Re: Optimize shared LWLock acquisition for high-core-count systems

From: "Zhou, Zhiguo" <zhiguo(dot)zhou(at)intel(dot)com>
To: Yura Sokolov <y(dot)sokolov(at)postgrespro(dot)ru>, "pgsql-hackers(at)postgresql(dot)org" <pgsql-hackers(at)postgresql(dot)org>
Cc: <tianyou(dot)li(at)intel(dot)com>
Subject: Re: Optimize shared LWLock acquisition for high-core-count systems
Date: 2025-07-21 16:19:39
Message-ID: 72bb9bb2-9e48-4e27-a147-627b0658eddf@intel.com
Views: Whole Thread | Raw Message | Download mbox | Resend email
Thread:
Lists: pgsql-hackers

On 7/11/2025 4:35 PM, Yura Sokolov wrote:
> 10.07.2025 18:57, Zhou, Zhiguo пишет:
>>
>>
>> On 7/9/2025 3:56 PM, Yura Sokolov wrote:
>>> 30.05.2025 14:30, Zhou, Zhiguo пишет:
>>>> Hi Hackers,
>>>>
>>>> I am reaching out to solicit your insights and comments on this patch
>>>> addressing a significant performance bottleneck in LWLock acquisition
>>>> observed on high-core-count systems. During performance analysis of
>>>> HammerDB/TPCC (192 virtual users, 757 warehouses) on a 384-vCPU Intel
>>>> system, we found that LWLockAttemptLock consumed 7.12% of total CPU
>>>> cycles. This bottleneck becomes even more pronounced (up to 30% of
>>>> cycles) after applying lock-free WAL optimizations[1][2].
>>>>
>>>> Problem Analysis:
>>>> The current LWLock implementation uses separate atomic operations for
>>>> state checking and modification.

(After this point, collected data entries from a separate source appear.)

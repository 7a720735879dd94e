// SPDX-FileCopyrightText: 2026 TierRoute Contributors
// SPDX-License-Identifier: MIT OR Apache-2.0

//! `tierroute check-config` command implementation.
//!
//! Configuration errors are rendered before any command runs, so reaching
//! this command means the configuration is valid; it prints the effective
//! settings as TOML.

use std::io::Write;

use tierroute_config::TierRouteConfig;
use tierroute_core::TierRouteError;

pub fn run_check_config(config: &TierRouteConfig, out: &mut dyn Write) -> Result<(), TierRouteError> {
    let rendered = toml::to_string_pretty(config)
        .map_err(|e| TierRouteError::Config(format!("cannot render configuration: {e}")))?;
    writeln!(out, "# configuration is valid\n{rendered}")
        .map_err(|e| TierRouteError::Internal(format!("failed to write output: {e}")))
}
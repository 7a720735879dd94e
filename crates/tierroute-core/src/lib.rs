// SPDX-FileCopyrightText: 2026 TierRoute Contributors
// SPDX-License-Identifier: MIT OR Apache-2.0

//! Core library for the TierRoute dispatch engine.
//!
//! This crate provides the foundational trait definitions, error types, and
//! common types used throughout the TierRoute workspace. Generation backends
//! and embedding providers implement traits defined here.

pub mod error;
pub mod stream;
pub mod traits;
pub mod types;

// Re-export key items at crate root for ergonomic imports.
pub use error::TierRouteError;
pub use stream::{StreamClosed, TokenSink, spawn_token_stream};
pub use traits::{EmbeddingProvider, ModelBackend, TokenStream};
pub use types::{ChatMessage, GenerationConfig, OperatingMode, Tier, task_from_messages};
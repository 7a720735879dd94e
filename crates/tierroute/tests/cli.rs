// SPDX-FileCopyrightText: 2026 TierRoute Contributors
// SPDX-License-Identifier: MIT OR Apache-2.0

//! End-to-end tests for the `tierroute` binary.

use std::io::Write;
use std::process::{Command, Output};

use tempfile::NamedTempFile;

fn tierroute(config: &NamedTempFile, args: &[&str]) -> Output {
    Command::new(env!("CARGO_BIN_EXE_tierroute"))
        .arg("--config")
        .arg(config.path())
        .args(args)
        .env_remove("RUST_LOG")
        .output()
        .expect("failed to run tierroute")
}

fn config_file(content: &str) -> NamedTempFile {
    let mut file = tempfile::Builder::new().suffix(".toml").tempfile().unwrap();
    file.write_all(content.as_bytes()).unwrap();
    file
}

#[test]
fn route_uses_configured_default_in_manual_mode() {
    let config = config_file(
        r#"
[router]
mode = "manual"
default_tier = "claude"
"#,
    );
    let output = tierroute(&config, &["route", "format this csv"]);
    assert!(output.status.success());

    let json: serde_json::Value = serde_json::from_slice(&output.stdout).unwrap();
    assert_eq!(json["target"], "reasoning");
    assert_eq!(json["mode"], "manual");
    assert_eq!(json["reason"], "Manual routing mode");
}

#[test]
fn route_keyword_mode_from_custom_table() {
    let config = config_file(
        r#"
[router]
mode = "keyword"

[router.keywords]
production = ["invoice"]
"#,
    );
    let output = tierroute(&config, &["route", "--plain", "generate the invoice report"]);
    assert!(output.status.success());
    assert_eq!(
        String::from_utf8_lossy(&output.stdout).trim(),
        "production (0.600, keyword): Matched keyword: invoice"
    );
}

#[test]
fn stats_reflect_examples_file() {
    let mut examples = NamedTempFile::new().unwrap();
    examples
        .write_all(br#"{"local": ["sort a list"], "azure": ["build a REST API", "add a db index"]}"#)
        .unwrap();
    let config = config_file(&format!(
        "[router]\nexamples_path = {:?}\n",
        examples.path().display().to_string()
    ));

    let output = tierroute(&config, &["stats"]);
    assert!(output.status.success());
    let json: serde_json::Value = serde_json::from_slice(&output.stdout).unwrap();
    assert_eq!(json["examples"]["local"], 1);
    assert_eq!(json["examples"]["production"], 2);
    assert_eq!(json["embeddings_computed"], false);
}

#[test]
fn invalid_config_exits_with_diagnostic() {
    let config = config_file("[router]\ndefault_teir = \"local\"\n");
    let output = tierroute(&config, &["check-config"]);
    assert!(!output.status.success());
    let stderr = String::from_utf8_lossy(&output.stderr);
    assert!(stderr.contains("default_teir"), "stderr: {stderr}");
}

#[test]
fn check_config_prints_effective_settings() {
    let config = config_file("[history]\ncapacity = 25\n");
    let output = tierroute(&config, &["check-config"]);
    assert!(output.status.success());
    let stdout = String::from_utf8_lossy(&output.stdout);
    assert!(stdout.contains("capacity = 25"));
    assert!(stdout.contains("mode = \"semantic\""));
}
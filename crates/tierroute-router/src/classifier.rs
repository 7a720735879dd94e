// SPDX-FileCopyrightText: 2026 TierRoute Contributors
// SPDX-License-Identifier: MIT OR Apache-2.0

//! Semantic classification against reference examples.
//!
//! The classifier finds the single most similar example across every tier
//! and accepts it only if its similarity clears that example's tier
//! threshold. Anything else is inconclusive and left to the keyword path.

use std::collections::{BTreeMap, HashMap};
use std::sync::Arc;

use tierroute_config::ThresholdConfig;
use tierroute_core::{EmbeddingProvider, OperatingMode, Tier, TierRouteError};

use crate::decision::RouteDecision;
use crate::examples::{BestMatch, ExampleStore};

/// Threshold applied to a tier with no explicit entry.
pub const DEFAULT_THRESHOLD: f64 = 0.7;

/// Per-tier acceptance thresholds for semantic matches.
#[derive(Debug, Clone)]
pub struct ThresholdTable {
    values: HashMap<Tier, f64>,
}

impl ThresholdTable {
    /// A table with no explicit entries; every tier uses [`DEFAULT_THRESHOLD`].
    pub fn empty() -> Self {
        Self {
            values: HashMap::new(),
        }
    }

    pub fn from_config(config: &ThresholdConfig) -> Self {
        Self {
            values: Tier::all().map(|t| (t, config.for_tier(t))).collect(),
        }
    }

    pub fn with(mut self, tier: Tier, threshold: f64) -> Self {
        self.values.insert(tier, threshold);
        self
    }

    pub fn get(&self, tier: Tier) -> f64 {
        self.values.get(&tier).copied().unwrap_or(DEFAULT_THRESHOLD)
    }

    /// Effective threshold for every tier, keyed by tier name.
    pub fn to_map(&self) -> BTreeMap<String, f64> {
        Tier::all().map(|t| (t.to_string(), self.get(t))).collect()
    }
}

impl Default for ThresholdTable {
    /// local 0.75, production 0.70, reasoning 0.70.
    fn default() -> Self {
        Self::from_config(&ThresholdConfig::default())
    }
}

/// Result of a semantic classification attempt.
#[derive(Debug, Clone)]
pub enum Classification {
    /// The best match cleared its tier threshold.
    Accepted(RouteDecision),
    /// No examples, or the best match fell below its tier threshold.
    Inconclusive { best: Option<BestMatch> },
}

/// Embedding-similarity classifier over an [`ExampleStore`].
pub struct Classifier {
    embedder: Arc<dyn EmbeddingProvider>,
    store: ExampleStore,
    thresholds: ThresholdTable,
}

impl Classifier {
    pub fn new(
        embedder: Arc<dyn EmbeddingProvider>,
        store: ExampleStore,
        thresholds: ThresholdTable,
    ) -> Self {
        Self {
            embedder,
            store,
            thresholds,
        }
    }

    pub fn store(&self) -> &ExampleStore {
        &self.store
    }

    pub fn thresholds(&self) -> &ThresholdTable {
        &self.thresholds
    }

    pub fn embedder(&self) -> &dyn EmbeddingProvider {
        self.embedder.as_ref()
    }

    pub(crate) fn with_store(mut self, store: ExampleStore) -> Self {
        self.store = store;
        self
    }

    pub(crate) fn with_thresholds(mut self, thresholds: ThresholdTable) -> Self {
        self.thresholds = thresholds;
        self
    }

    /// Computes every missing example embedding now.
    pub fn precompute(&self) -> Result<(), TierRouteError> {
        self.store.ensure_embedded(self.embedder.as_ref())
    }

    pub fn add_example(&self, text: impl Into<String>, tier: Tier) -> Result<(), TierRouteError> {
        self.store.add(text, tier, self.embedder.as_ref())
    }

    /// Classifies `task`. Errors mean the embedding provider is unusable for
    /// this call.
    pub fn classify(&self, task: &str) -> Result<Classification, TierRouteError> {
        self.store.ensure_embedded(self.embedder.as_ref())?;
        if !self.embedder.is_loaded() {
            self.embedder.load()?;
        }

        let query = self.embedder.embed_query(task)?;
        let best = self.store.best_match(&query)?;

        match best {
            Some(m) if m.similarity >= self.thresholds.get(m.tier) => {
                let reason = format!(
                    "Best semantic match '{}' (similarity: {:.3})",
                    m.text, m.similarity
                );
                Ok(Classification::Accepted(
                    RouteDecision::new(m.tier, m.similarity, OperatingMode::Semantic, reason)
                        .with_match(m.text),
                ))
            }
            best => Ok(Classification::Inconclusive { best }),
        }
    }
}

For shared locks (84% of
>>>> LWLockAttemptLock calls), this requires:
>>>> 1.Atomic read of lock->state
>>>> 2.State modification
>>>> 3.Atomic compare-exchange (with retries on contention)
>>>>
>>>> This design causes excessive atomic operations on contended locks, which
>>>> are particularly expensive on high-core-count systems where cache-line
>>>> bouncing amplifies synchronization costs.
>>>>
>>>> Optimization Approach:
>>>> The patch optimizes shared lock acquisition by:
>>>> 1.Merging state read and update into a single atomic add operation
>>>> 2.Extending LW_SHARED_MASK by 1 bit and shifting LW_VAL_EXCLUSIVE
>>>> 3.Adding a willwait parameter to control optimization usage
>>>>
>>>> Key implementation details:
>>>> - For LW_SHARED with willwait=true: Uses atomic fetch-add to increment
>>>> reference count
>>>> - Maintains backward compatibility through state mask adjustments
>>>> - Preserves existing behavior for:
>>>> 1) Exclusive locks
>>>> 2) Non-waiting cases (LWLockConditionalAcquire)
>>>> - Bounds shared lock count to MAX_BACKENDS*2 (handled via mask extension)
>>>>
>>>> Performance Impact:
>>>> Testing on a 384-vCPU Intel system shows:
>>>> - *8%* NOPM improvement in HammerDB/TPCC with this optimization alone
>>>> - *46%* cumulative improvement when combined with lock-free WAL
>>>> optimizations[1][2]
>>>>
>>>> Patch Contents:
>>>> 1.Extends shared mask and shifts exclusive lock value
>>>> 2.Adds willwait parameter to control optimization
>>>> 3.Updates lock acquisition/release logic
>>>> 4.Maintains all existing assertions and safety checks
>>>>
>>>> The optimization is particularly effective for contended shared locks,
>>>> which are common in buffer mapping, lock manager, and shared buffer
>>>> access patterns.
>>>>
>>>> Please review this patch for consideration in upcoming PostgreSQL releases.
>>>>
>>>> [1] Lock-free XLog Reservation from WAL:
>>>> https://www.postgresql.org/message-id/flat/PH7PR11MB5796659F654F9BE983F3AD97EF142%40PH7PR11MB5796.namprd11.prod.outlook.com
>>>> [2] Increase NUM_XLOGINSERT_LOCKS:
>>>> https://www.postgresql.org/message-id/flat/3b11fdc2-9793-403d-b3d4-67ff9a00d447%40postgrespro.ru
>>>
>>> Good day, Zhou.
>>>
>>> Could you explain, why your patch is correct?
>>>
>>> As far as I understand, it is clearly not correct at this time:
>>> - SHARED lock count may be incremented many times, because of for(;;) loop
>>> in LWLockAcquire and because LWLockAttemptLock is called twice per each
>>> loop iteration in case lock is held in Exclusive mode by someone else.
>>>
>>> If your patch is correct, then where I'm wrong?
>>>
>>> When I tried to do same thing, I did sub_fetch immediately in case of
>>> acquisition failure. And did no add_fetch at all if lock is held in
>>> Exclusive mode.
>>>

​​We rigorously tested your suggested approach of using sub_fetch on
acquisition failure to avoid temporary overcounting with [1][2] as the
baseline. Performance results on our 384-vCPU Intel system running
HammerDB/TPCC (192 VU, 757 warehouses) showed an NOPM improvement of
8.36% which is lower than the 20.81% brought by this optimization.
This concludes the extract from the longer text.